Germany to compensate ‘gay’ prisoners
Cologne Gay Pride 2016.
Around 5,000 victims of the law are still living while others took their lives because of the stigma.
If the legislation is enacted as expected, they will be able to claim €3,000 in compensation, plus an additional €1,500 for each year they spent in jail.
German Justice Minister Heiko Maas said the process was overdue.
“The rehabilitation of men who were brought up before the courts solely because of their homosexuality is long overdue,” Maas said. “They were pursued, punished and reviled by the German state just because of their love of other men, because of their sexual identity.”
Paragraph 175 was added in 1871, but it was rarely enforced until the Nazi regime expanded it to outlaw all homosexual acts between men. The law was retained in both West and East Germany after 1945.
Approximately 54,000 men were convicted in West Germany under Paragraph 175 between 1945 and 1994, when it was removed from the criminal code. Homosexuality was decriminalised in 1969.
In 2000, the German parliament approved a resolution expressing regret that Paragraph 175 was retained after 1945.

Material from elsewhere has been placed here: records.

//! HTTP请求处理器模块
//! 
//! 实现所有API端点的处理逻辑

pub mod health;
pub mod news;
pub mod verify;
//! Zintel Gateway 服务主入口
//! 
//! 验证代理服务，转发文本预测、新闻和图片验证请求

use clap::Parser;
use std::path::PathBuf;
use std::sync::Arc;
use tracing::info;
use tracing_subscriber::{layer::SubscriberExt, util::SubscriberInitExt};

use zintel_gateway::business::services::BackendProxy;
use zintel_gateway::infrastructure::ConfigOverrides;
use zintel_gateway::{create_routes, AppState, Config};

/// 命令行参数，只覆盖显式传入的值；环境变量由 `Config::load` 读取
#[derive(Parser, Debug)]
#[command(author, version, about, long_about = None)]
struct Cli {
    /// 监听地址
    #[arg(long)]
    host: Option<String>,

    /// 监听端口
    #[arg(short, long)]
    port: Option<u16>,

    /// 外部ML后端地址
    #[arg(long)]
    backend_url: Option<String>,

    /// 构建好的前端静态文件目录
    #[arg(long)]
    static_dir: Option<PathBuf>,
}

impl From<Cli> for ConfigOverrides {
    fn from(cli: Cli) -> Self {
        Self {
            host: cli.host,
            port: cli.port,
            backend_url: cli.backend_url,
            static_dir: cli.static_dir,
        }
    }
}

#[tokio::main]
async fn main() -> anyhow::Result<()> {
    // 初始化日志 - 默认INFO等级
    tracing_subscriber::registry()
        .with(
            tracing_subscriber::EnvFilter::try_from_default_env()
                .unwrap_or_else(|_| "zintel_gateway=info,tower_http=info".into()),
        )
        .with(tracing_subscriber::fmt::layer())
        .init();

    let cli = Cli::parse();

    info!("🚀 启动 Zintel Gateway 服务");

    // 加载配置
    let mut config = Config::load()?;
    config.apply_overrides(cli.into());
    config.validate()?;
    info!("✅ 配置加载成功");

    // 初始化后端代理
    let backend = Arc::new(BackendProxy::new(&config.backend)?);
    info!("✅ 后端代理初始化成功: {}", backend.origin());

    // 创建路由
    let state = AppState::new(backend, config.upload.clone());
    let app = create_routes(state, config.server.static_dir.clone());
    info!("✅ 路由创建成功");

    // 启动服务器
    let bind_address = config.bind_address();
    let listener = tokio::net::TcpListener::bind(&bind_address).await?;

    info!("🌐 服务器启动成功，监听: {}", bind_address);
    info!("📖 健康检查: http://{}/health", bind_address);

    axum::serve(listener, app)
        .tcp_nodelay(true)
        .with_graceful_shutdown(async {
            tokio::signal::ctrl_c().await.ok();
            info!("🛑 接收到关闭信号，正在优雅关闭服务器...");
        })
        .await?;

    Ok(())
}
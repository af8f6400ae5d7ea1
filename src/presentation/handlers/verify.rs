//! 验证代理处理器
//!
//! 文本预测和图片OCR验证，请求直接转发到外部ML后端

use axum::{
    body::Bytes,
    extract::{multipart::MultipartRejection, Multipart, State},
    response::{IntoResponse, Response},
};
use tracing::{info, instrument};

use crate::presentation::dto::{read_file_field, PredictRequest};
use crate::presentation::routes::AppState;
use crate::shared::constants::messages;
use crate::shared::utils::{format_bytes, generate_request_id, truncate_for_log};
use crate::shared::{AppError, AppResult};

/// 文本预测
///
/// `POST /api/predict`，请求体 `{ "text": "..." }`
#[instrument(skip(state, body))]
pub async fn predict(State(state): State<AppState>, body: Bytes) -> AppResult<Response> {
    let request_id = generate_request_id();
    let request = PredictRequest::from_body(&body)?;

    info!(
        "🔍 [{}] 文本预测请求: \"{}\"",
        request_id,
        truncate_for_log(&request.text, 80)
    );

    let payload = state.backend.forward_text(&request.text).await?;

    info!("✅ [{}] 文本预测完成", request_id);
    Ok(payload.into_response())
}

/// 图片OCR验证
///
/// `POST /api/verify-ocr`，multipart 表单字段 `file`
#[instrument(skip(state, multipart))]
pub async fn verify_ocr(
    State(state): State<AppState>,
    multipart: Result<Multipart, MultipartRejection>,
) -> AppResult<Response> {
    let request_id = generate_request_id();

    // 非 multipart 请求同样视为缺少文件
    let mut multipart = multipart.map_err(|_| AppError::invalid_input(messages::FILE_REQUIRED))?;
    let file = read_file_field(&mut multipart, state.upload.max_file_bytes).await?;

    info!(
        "🖼️ [{}] 图片验证请求: {} ({})",
        request_id,
        file.file_name,
        format_bytes(file.len() as u64)
    );

    let payload = state.backend.forward_file(file).await?;

    info!("✅ [{}] 图片验证完成", request_id);
    Ok(payload.into_response())
}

Victims of the legislation under the Nazis were legally rehabilitated in 2002, but those convicted after 1945 have not received similar pardons.
The Lesbian and Gay Federation in Germany spokesman Helmut Metzner said the group “welcomes the fact that, after long decades of ignorance, legal consequences are being drawn from the serious mass human rights violations that were committed against homosexual people by the democratic state”.
The planned legal rehabilitation will be automatic and would not require applications, although victims would have to apply to prosecutors if they wanted formal certification. The reform excludes those convicted for homosexual activity with children or for acts involving violence or threats.
It also will apply to men convicted in East Germany, which had a milder version of Paragraph 175 until homosexuality was decriminalised in 1968.
About 4,300 men are thought to have been prosecuted in the Communist satellite state. In all, around 68,300 people were convicted under Paragraph 175, in differing forms, in both German states before 1994.
Berlin’s decision comes months after the UK said it was pardoning 65,000 gay and bisexual men who were convicted under the Sexual Offences Act that criminalised private homosexual acts in England and Wales until 1967 and later in Scotland and Northern Ireland.